Die Antwort ist relativ einfach. Ich möchte die Bauleitplanung der Kommunen nicht einschränken. Ich möchte den Kommunen klare Zielsetzungen geben, was aus der Sicht des Landes die Vorgaben hinsichtlich der Biotopverbundplanung sind.

Es ist eine Unsitte, in zunehmendem Maße Landschaftsschutzgebiete bzw. Naturschutzgebiete auf

zuweichen, um sie für Bauvorhaben im Industrie- und Gewerbebereich, aber auch im örtlichen Bereich auszunutzen, um auf der Grünen Wiese oder im Landschaftsraum Wohngebiete zu errichten. Das halte ich für wenig zweckdienlich. Das ist auch kein Eingriff in die kommunale Selbstverwaltung.

(Zustimmung bei der LINKEN)

Danke schön, Herr Kollege Lüderitz. - Als Nächster spricht der Abgeordnete Stadelmann für die Fraktion der CDU.

Sehr geehrter Herr Präsident! Meine Damen und Herren! Es ist natürlich schwierig, nachdem vor mir schon so viele Gutmenschen zum Thema Artenvielfalt gesprochen haben, noch Neuigkeiten hinzuzufügen.

Ich bin der Fraktion BÜNDNIS 90/DIE GRÜNEN dafür dankbar, dass sie das Thema aufgerufen hat. Wir hatten es ohnehin erst letzte Woche bei unserer gemeinsamen Klausur auf der Agenda.

Es ist richtig, dass Handlungsbedarf besteht. Das EU-Parlament hat in der „Entschließung des Europäischen Parlaments vom 20. April 2012 zu Lebensversicherung und Naturkapital: Eine Biodiversitätsstrategie der EU für das Jahr 2020“ unter anderem festgestellt, dass die Ziele der Strategie für das Jahr 2010 in der Europäischen Union nicht erreicht worden sind.

Auch die Vereinten Nationen haben mittlerweile erkannt, dass es mit dem Artensterben so nicht weitergehen kann, und haben deshalb die Dekade 2010 bis 2020 als Dekade der Biodiversität ausgerufen. Wir sind mitten darin. Deswegen sind auch die entsprechenden Aktionen, die wir jetzt vorhaben, wichtig.

Ich will noch zwei Themen ansprechen, die meiner Meinung nach verstärkt beraten werden sollten. Das eine ist die Vielfalt invasiver Arten. Immer mehr Arten dringen bei uns ein, werden heimisch, zum einen aufgrund der Klimaveränderungen, zum anderen durch Biotopverbünde wie das Grüne Band etc., wo sie sich verbreiten.
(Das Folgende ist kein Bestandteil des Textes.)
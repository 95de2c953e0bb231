//! `dissmon`: watch a dissertation-defense registry for degree-revocation
//! activity.
//!
//! # Usage
//!
//! ```text
//! dissmon run                              # fetch the configured listing
//! dissmon run --listing-file saved.html    # reuse a saved index page
//! dissmon run --dry-run                    # report only, store untouched
//! dissmon list --status current
//! dissmon changelog --case ivanov_ii
//! ```

mod archive;
mod fetch;
mod report;
mod settings;

use std::{path::PathBuf, str::FromStr as _};

use anyhow::{Context as _, Result};
use archive::FsArchive;
use clap::{Parser, Subcommand};
use dissmon_core::{
  case::{CaseId, Status},
  pipeline::{Pipeline, StoreSnapshot, commit},
  source::{DocumentArchive as _, DocumentKind, DocumentSource as _},
  store::{CaseStore as _, ChangelogStore},
};
use dissmon_markup::{HtmlExtractor, parse_listing};
use dissmon_store_sqlite::SqliteStore;
use fetch::HttpSource;
use settings::Settings;
use tracing::level_filters::LevelFilter;
use tracing_subscriber::EnvFilter;

/// Archive key for index pages.
const LISTING_KEY: &str = "index";

// ─── CLI args ─────────────────────────────────────────────────────────────────

#[derive(Parser, Debug)]
#[command(name = "dissmon", version, about = "Dissertation registry monitor")]
struct Args {
  /// Path to the TOML configuration file.
  #[arg(short, long, global = true, default_value = "dissmon.toml")]
  config: PathBuf,

  #[command(subcommand)]
  command: Command,
}

#[derive(Subcommand, Debug)]
enum Command {
  /// Run one monitoring pass over the registry listing.
  Run {
    /// Listing page to fetch instead of the configured one.
    #[arg(long, value_name = "URL", conflicts_with = "listing_file")]
    listing_url: Option<String>,

    /// Read the listing from a previously saved page instead of fetching it.
    #[arg(long, value_name = "FILE")]
    listing_file: Option<PathBuf>,

    /// Report what would change without writing to the store.
    #[arg(long)]
    dry_run: bool,
  },

  /// Print stored cases with the given statuses.
  List {
    #[arg(
      long = "status",
      value_name = "STATUS",
      value_parser = parse_status,
      required = true,
      num_args = 1..,
    )]
    statuses: Vec<Status>,
  },

  /// Print the change history, optionally for a single case.
  Changelog {
    #[arg(long = "case", value_name = "ID")]
    case_id: Option<String>,
  },
}

fn parse_status(s: &str) -> Result<Status, String> {
  Status::from_str(s).map_err(|_| format!("expected new, current or expired, got {s:?}"))
}

// ─── Entry point ──────────────────────────────────────────────────────────────

#[tokio::main]
async fn main() -> Result<()> {
  tracing_subscriber::fmt()
    .with_env_filter(
      EnvFilter::builder()
        .with_default_directive(LevelFilter::INFO.into())
        .from_env_lossy(),
    )
    .init();

  let args = Args::parse();
  let settings = Settings::load(&args.config)?;

  let store = SqliteStore::open(&settings.store_path)
    .await
    .with_context(|| {
      format!("failed to open store at {}", settings.store_path.display())
    })?;

  match args.command {
    Command::Run {
      listing_url,
      listing_file,
      dry_run,
    } => run(&settings, &store, listing_url, listing_file, dry_run).await,
    Command::List { statuses } => {
      let records = store
        .get_by_status(&statuses)
        .await
        .context("failed to read cases")?;
      print!("{}", report::render_cases(&records));
      Ok(())
    }
    Command::Changelog { case_id } => {
      let case_id = case_id
        .map(CaseId::new)
        .transpose()
        .context("invalid case id")?;
      let entries = ChangelogStore::list(&store, case_id.as_ref())
        .await
        .context("failed to read changelog")?;
      print!("{}", report::render_changelog(&entries));
      Ok(())
    }
  }
}

// ─── Commands ─────────────────────────────────────────────────────────────────

async fn run(
  settings: &Settings,
  store: &SqliteStore,
  listing_url: Option<String>,
  listing_file: Option<PathBuf>,
  dry_run: bool,
) -> Result<()> {
  let today = chrono::Local::now().date_naive();
  let source = HttpSource::new(&settings.base_url, &settings.user_agent)?;
  let archive = FsArchive::new(&settings.archive_dir);
  let extractor = HtmlExtractor::new(settings.lexicon.clone());

  let index = match listing_file {
    Some(path) => tokio::fs::read_to_string(&path)
      .await
      .with_context(|| format!("failed to read listing {}", path.display()))?,
    None => {
      let url = listing_url.unwrap_or_else(|| settings.listing_url.clone());
      let page = source
        .fetch(&url)
        .await
        .with_context(|| format!("failed to fetch listing {url}"))?;
      archive
        .preserve(DocumentKind::Listing, LISTING_KEY, today, &page)
        .context("failed to archive listing page")?;
      page
    }
  };

  let listing =
    parse_listing(&index, extractor.lexicon()).context("unreadable listing page")?;
  tracing::info!(cases = listing.len(), "listing loaded");

  let snapshot = StoreSnapshot::load(store)
    .await
    .context("failed to read store")?;

  let pipeline =
    Pipeline::new(&source, &extractor, &archive, settings.pass_config(), today);
  let mut outcome = pipeline.run(&listing, &snapshot).await;

  for activity in outcome.activity.drain() {
    println!("{activity}");
  }

  if dry_run {
    tracing::info!("dry run, store left untouched");
    return Ok(());
  }

  commit(store, outcome.batch)
    .await
    .context("failed to commit pass")?;
  Ok(())
}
Das sollte auch diskutiert werden.

Ein weiteres Problem, das zunehmend an Bedeutung gewinnt, ist die - in Anführungszeichen - Energiewende. Das heißt, auch dort, wo Bioenergiepflanzen angebaut werden, Stichwort Vermaisung, wo Windkraftanlagen stehen und wo Fotovoltaik auf Freiflächen aufgebaut wird, ist die Artenvielfalt eingeschränkt. Zwar will ich nicht behaupten, dass dort jedes Mal gleich Arten verlorengehen, jedoch ist es für die Artenvielfalt sicherlich nicht positiv. Mit diesem Thema müssen wir uns beschäftigen.

Was mir noch wichtig ist und auch von den Kollegen vorher angesprochen wurde, ist der ressortübergreifende Ansatz. Es ist nicht so, Herr Lüderitz, dass die Arbeitsgruppe im MLU vor sich hindümpelt, sondern es ist eine ressortübergreifende Arbeitsgruppe.
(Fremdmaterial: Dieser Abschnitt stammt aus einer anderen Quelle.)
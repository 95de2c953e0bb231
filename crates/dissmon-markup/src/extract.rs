//! Record Extractor over registry HTML.

use chrono::NaiveDate;
use dissmon_core::{
  case::{CaseId, Revocation},
  extract::{CaseDraft, CaseExtractor, Extraction},
};
use tracing::{debug, warn};

use crate::{
  dom::Document,
  error::{Error, Result},
  lexicon::Lexicon,
  query::{DocumentQuery, LabelMatch, ValueRegion, normalize_ws},
};

/// Read a case page into a [`CaseDraft`].
pub fn extract_case<Q: DocumentQuery>(
  doc: &Q,
  case_id: &CaseId,
  lexicon: &Lexicon,
) -> Result<CaseDraft> {
  let dissertation_title = doc
    .first_text_of("h2")
    .filter(|t| !t.is_empty())
    .ok_or(Error::MissingAnchor("dissertation title"))?;

  let dissertant_name = doc
    .link_with_href(&lexicon.person_link)
    .map(|l| l.text)
    .filter(|t| !t.is_empty())
    .ok_or(Error::MissingAnchor("dissertant link"))?;

  let adviser = case_region(doc, &lexicon.science_adviser)?
    .link_texts()
    .join(", ");
  let opponents = case_region(doc, &lexicon.opponents)?
    .link_texts()
    .join(", ");

  let council_name = case_region(doc, &lexicon.council)?
    .link_texts()
    .into_iter()
    .next()
    .ok_or(Error::MissingAnchor("council link"))?;

  let date_region = case_region(doc, &lexicon.date)?;
  let submission_date = date_region
    .first_text_of("span")
    .unwrap_or_else(|| date_region.text())
    .to_lowercase();
  if submission_date.is_empty() {
    return Err(Error::MissingAnchor("submission date"));
  }

  let petition_filed = doc.contains_text(&lexicon.petition_marker);
  let revocation_link = if petition_filed {
    doc.link_with_href(&lexicon.revocation_link).map(|l| l.href)
  } else {
    None
  };

  Ok(CaseDraft {
    case_id: case_id.clone(),
    dissertant_name,
    dissertation_title,
    adviser,
    opponents,
    council_name,
    submission_date,
    petition_filed,
    revocation_link,
  })
}

fn case_region<'d, Q: DocumentQuery>(
  doc: &'d Q,
  label: &str,
) -> Result<Q::Region<'d>> {
  doc
    .value_regions(label, LabelMatch::Exact)
    .into_iter()
    .next()
    .ok_or_else(|| Error::MissingLabel(label.to_owned()))
}

/// Read a revocation-detail page. Fields whose label is missing or ambiguous
/// come back empty.
pub fn extract_revocation<Q: DocumentQuery>(
  doc: &Q,
  lexicon: &Lexicon,
) -> Revocation {
  let field = |label: &str| {
    let regions = doc.value_regions(label, LabelMatch::Contains);
    match regions.as_slice() {
      [only] => only.text(),
      [] => {
        debug!(label, "revocation label not found");
        String::new()
      }
      many => {
        debug!(label, candidates = many.len(), "revocation label ambiguous");
        String::new()
      }
    }
  };

  Revocation {
    status:                field(&lexicon.revocation_status),
    petition_date:         field(&lexicon.petition_date),
    council_decision_code: field(&lexicon.complaint_cypher),
    council_decision_text: normalize_ws(&field(&lexicon.council_decision)),
  }
}

// ─── Extractor ───────────────────────────────────────────────────────────────

#[derive(Debug, Clone, Default)]
pub struct HtmlExtractor {
  lexicon: Lexicon,
}

impl HtmlExtractor {
  pub fn new(lexicon: Lexicon) -> Self { Self { lexicon } }

  pub fn lexicon(&self) -> &Lexicon { &self.lexicon }

  /// Extract and classify a case in one go, given the already-fetched
  /// revocation page when there is one.
  pub fn extract(
    &self,
    case_id: &CaseId,
    case_document: &str,
    revocation_document: Option<&str>,
    today: NaiveDate,
  ) -> Result<Extraction> {
    let draft = self.parse_case(case_id, case_document)?;
    let revocation = revocation_document.map(|d| self.parse_revocation(d));
    Ok(draft.finish(revocation, today)?)
  }
}

impl CaseExtractor for HtmlExtractor {
  type Error = Error;

  fn parse_case(&self, case_id: &CaseId, document: &str) -> Result<CaseDraft> {
    let doc = Document::parse(document)?;
    extract_case(&doc, case_id, &self.lexicon)
  }

  fn parse_revocation(&self, document: &str) -> Revocation {
    match Document::parse(document) {
      Ok(doc) => extract_revocation(&doc, &self.lexicon),
      Err(e) => {
        warn!(error = %e, "unreadable revocation page");
        Revocation::default()
      }
    }
  }
}

// ─── Tests ────────────────────────────────────────────────────────────────────

#[cfg(test)]
mod tests {
  use dissmon_core::{case::Status, extract::DispositionHint};

  use super::*;
  use crate::tests::fixtures;

  fn id() -> CaseId { CaseId::new("x42").unwrap() }

  fn today() -> NaiveDate { NaiveDate::from_ymd_opt(2026, 10, 17).unwrap() }

  #[test]
  fn reads_every_case_field() {
    let draft = HtmlExtractor::default()
      .parse_case(&id(), &fixtures::case_page("12.03.2021", false))
      .unwrap();

    assert_eq!(draft.dissertant_name, "Ivanov Ivan");
    assert_eq!(draft.dissertation_title, "On the Theory of Everything");
    assert_eq!(draft.adviser, "Smirnov A.");
    assert_eq!(draft.opponents, "Petrov P., Sidorov S.");
    assert_eq!(draft.council_name, "D 212.002.01");
    assert_eq!(draft.submission_date, "12.03.2021");
    assert!(!draft.petition_filed);
    assert!(draft.revocation_link.is_none());
  }

  #[test]
  fn entities_in_names_are_resolved() {
    let page = fixtures::case_page("12.03.2021", false)
      .replace("Petrov P.", "Petrov&thinsp;P.")
      .replace("Sidorov S.", "Sidorov&nbsp;S.&shy;");
    let draft = HtmlExtractor::default().parse_case(&id(), &page).unwrap();
    assert_eq!(draft.opponents, "Petrov P., Sidorov S.&shy;");
  }

  #[test]
  fn petition_marker_yields_revocation_link() {
    let draft = HtmlExtractor::default()
      .parse_case(&id(), &fixtures::case_page("12.03.2021", true))
      .unwrap();
    assert!(draft.petition_filed);
    assert_eq!(
      draft.revocation_link.as_deref(),
      Some("/revocation-of-degrees/x42.html")
    );
  }

  #[test]
  fn missing_label_fails_extraction() {
    let page =
      fixtures::case_page("12.03.2021", false).replace("Opponents", "Reviewers");
    let err = HtmlExtractor::default().parse_case(&id(), &page).unwrap_err();
    assert!(matches!(err, Error::MissingLabel(ref l) if l == "opponents"));
  }

  #[test]
  fn missing_title_fails_extraction() {
    let page = fixtures::case_page("12.03.2021", false).replace("h2", "h3");
    let err = HtmlExtractor::default().parse_case(&id(), &page).unwrap_err();
    assert!(matches!(err, Error::MissingAnchor("dissertation title")));
  }

  #[test]
  fn revocation_fields_are_read_and_normalised() {
    let rev = HtmlExtractor::default()
      .parse_revocation(&fixtures::revocation_page("D 1", "hearing\n   set"));
    assert_eq!(rev.status, "under review");
    assert_eq!(rev.petition_date, "01.02.2024");
    assert_eq!(rev.council_decision_code, "D 1");
    assert_eq!(rev.council_decision_text, "hearing set");
  }

  #[test]
  fn ambiguous_revocation_label_is_empty() {
    let page = fixtures::revocation_page("D 1", "x").replace(
      "</body>",
      "<div><div><i>petition date (amended)</i></div><p>03.03.2024</p></div></body>",
    );
    let rev = HtmlExtractor::default().parse_revocation(&page);
    assert_eq!(rev.petition_date, "");
    assert_eq!(rev.status, "under review");
  }

  #[test]
  fn empty_revocation_page_is_all_empty() {
    let rev = HtmlExtractor::default().parse_revocation("<html></html>");
    assert_eq!(rev, Revocation::default());
  }

  #[test]
  fn extract_classifies_with_revocation() {
    let out = HtmlExtractor::default()
      .extract(
        &id(),
        &fixtures::case_page("12.03.2021", true),
        Some(&fixtures::revocation_page("D 7", "pending")),
        today(),
      )
      .unwrap();
    assert_eq!(out.hint, DispositionHint::Active);
    assert_eq!(out.record.status, Status::Current);
    assert_eq!(out.record.council_decision_code(), "D 7");
  }

  #[test]
  fn extract_reports_unparseable_date() {
    let err = HtmlExtractor::default()
      .extract(&id(), &fixtures::case_page("someday", false), None, today())
      .unwrap_err();
    assert!(matches!(err, Error::Core(dissmon_core::Error::InvalidDate(_))));
  }

  #[test]
  fn russian_lexicon_reads_native_labels() {
    let page = r#"<html><body>
      <h2>О теории всего</h2>
      <a href="/person/7.html">Иванов Иван</a>
      <div><div><b>Научный руководитель:</b></div><div><a href="/person/8.html">Смирнов А.</a></div></div>
      <div><div><b>Оппоненты:</b></div><div><a href="/person/9.html">Петров П.</a></div></div>
      <div><div><b>Диссовет:</b></div><div><a href="/council/1.html">Д 1</a></div></div>
      <div><div><b>Дата защиты:</b></div><div><span>12 Марта 2021 г.</span></div></div>
    </body></html>"#;
    let draft = HtmlExtractor::new(Lexicon::russian())
      .parse_case(&id(), page)
      .unwrap();
    assert_eq!(draft.opponents, "Петров П.");
    assert_eq!(draft.submission_date, "12 марта 2021 г.");
  }
}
Gleichwohl - die Gelegenheit möchte ich hier nutzen - sei an die Adresse der Damen und Herren in der ersten Reihe hier links und rechts von mir Folgendes gerichtet: Ich will noch einmal darauf hinweisen, dass die Biodiversitätsstrategie nicht eine Strategie des Ministeriums für Landwirtschaft und Umwelt ist, sondern eine Strategie der Landesregierung.
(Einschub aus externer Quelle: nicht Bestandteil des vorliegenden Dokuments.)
//! [`HttpSource`]: registry documents over HTTP(S).

use std::time::Duration;

use anyhow::Context as _;
use dissmon_core::source::DocumentSource;
use reqwest::{Client, StatusCode};

#[derive(Debug, thiserror::Error)]
pub enum FetchError {
  #[error("request to {url} failed: {source}")]
  Transport {
    url:    String,
    #[source]
    source: reqwest::Error,
  },

  #[error("{url} answered {status}")]
  Status { url: String, status: StatusCode },
}

/// Fetches registry pages, joining relative locators to the registry origin.
///
/// Cheap to clone; the inner [`reqwest::Client`] is `Arc`-based.
#[derive(Clone)]
pub struct HttpSource {
  client:   Client,
  base_url: String,
}

impl HttpSource {
  pub fn new(base_url: &str, user_agent: &str) -> anyhow::Result<Self> {
    let client = Client::builder()
      .timeout(Duration::from_secs(30))
      .user_agent(user_agent)
      .build()
      .context("failed to build HTTP client")?;
    Ok(Self {
      client,
      base_url: base_url.trim_end_matches('/').to_owned(),
    })
  }

  /// Absolute URL for `locator`.
  pub fn url(&self, locator: &str) -> String {
    if locator.starts_with("http://") || locator.starts_with("https://") {
      locator.to_owned()
    } else {
      format!("{}/{}", self.base_url, locator.trim_start_matches('/'))
    }
  }
}

impl DocumentSource for HttpSource {
  type Error = FetchError;

  async fn fetch(&self, locator: &str) -> Result<String, FetchError> {
    let url = self.url(locator);
    let transport = |source| FetchError::Transport {
      url: url.clone(),
      source,
    };

    let resp = self.client.get(&url).send().await.map_err(transport)?;
    let status = resp.status();
    if !status.is_success() {
      return Err(FetchError::Status {
        url: url.clone(),
        status,
      });
    }
    resp.text().await.map_err(transport)
  }
}

#[cfg(test)]
mod tests {
  use super::*;

  #[test]
  fn relative_locators_join_the_origin() {
    let source = HttpSource::new("https://registry.example/", "test").unwrap();
    assert_eq!(
      source.url("/expertise/x42.html"),
      "https://registry.example/expertise/x42.html"
    );
    assert_eq!(
      source.url("expertise/x42.html"),
      "https://registry.example/expertise/x42.html"
    );
  }

  #[test]
  fn absolute_locators_are_kept() {
    let source = HttpSource::new("https://registry.example", "test").unwrap();
    assert_eq!(
      source.url("https://mirror.example/a.html"),
      "https://mirror.example/a.html"
    );
  }
}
(Zustimmung bei der CDU und bei der SPD)

Das heißt, es müssen in den anderen Ressortbereichen noch Anstrengungen unternommen werden, um die Zielstellungen der Biodiversitätsstrategie umzusetzen. Ich denke dabei an das Kultusministerium - Stichwort Ökoschulerlass -, an das Ministerium für Landesentwicklung und Verkehr, da es große Infrastruktur- und Baumaßnahmen gibt - Straße, Schiene, Gewässer -, und auch an das Finanzministerium und den Landesrechnungshof, wenn die Beschaffung nachhaltiger Fahrzeuge oder nachhaltiger Büromaterialien ansteht, die bekanntermaßen nicht unbedingt die preiswertesten sind. Auch hierbei muss ein Umdenken einsetzen. So hat jedes Ressort seinen Beitrag zu leisten, um die Strategie des Landes umzusetzen.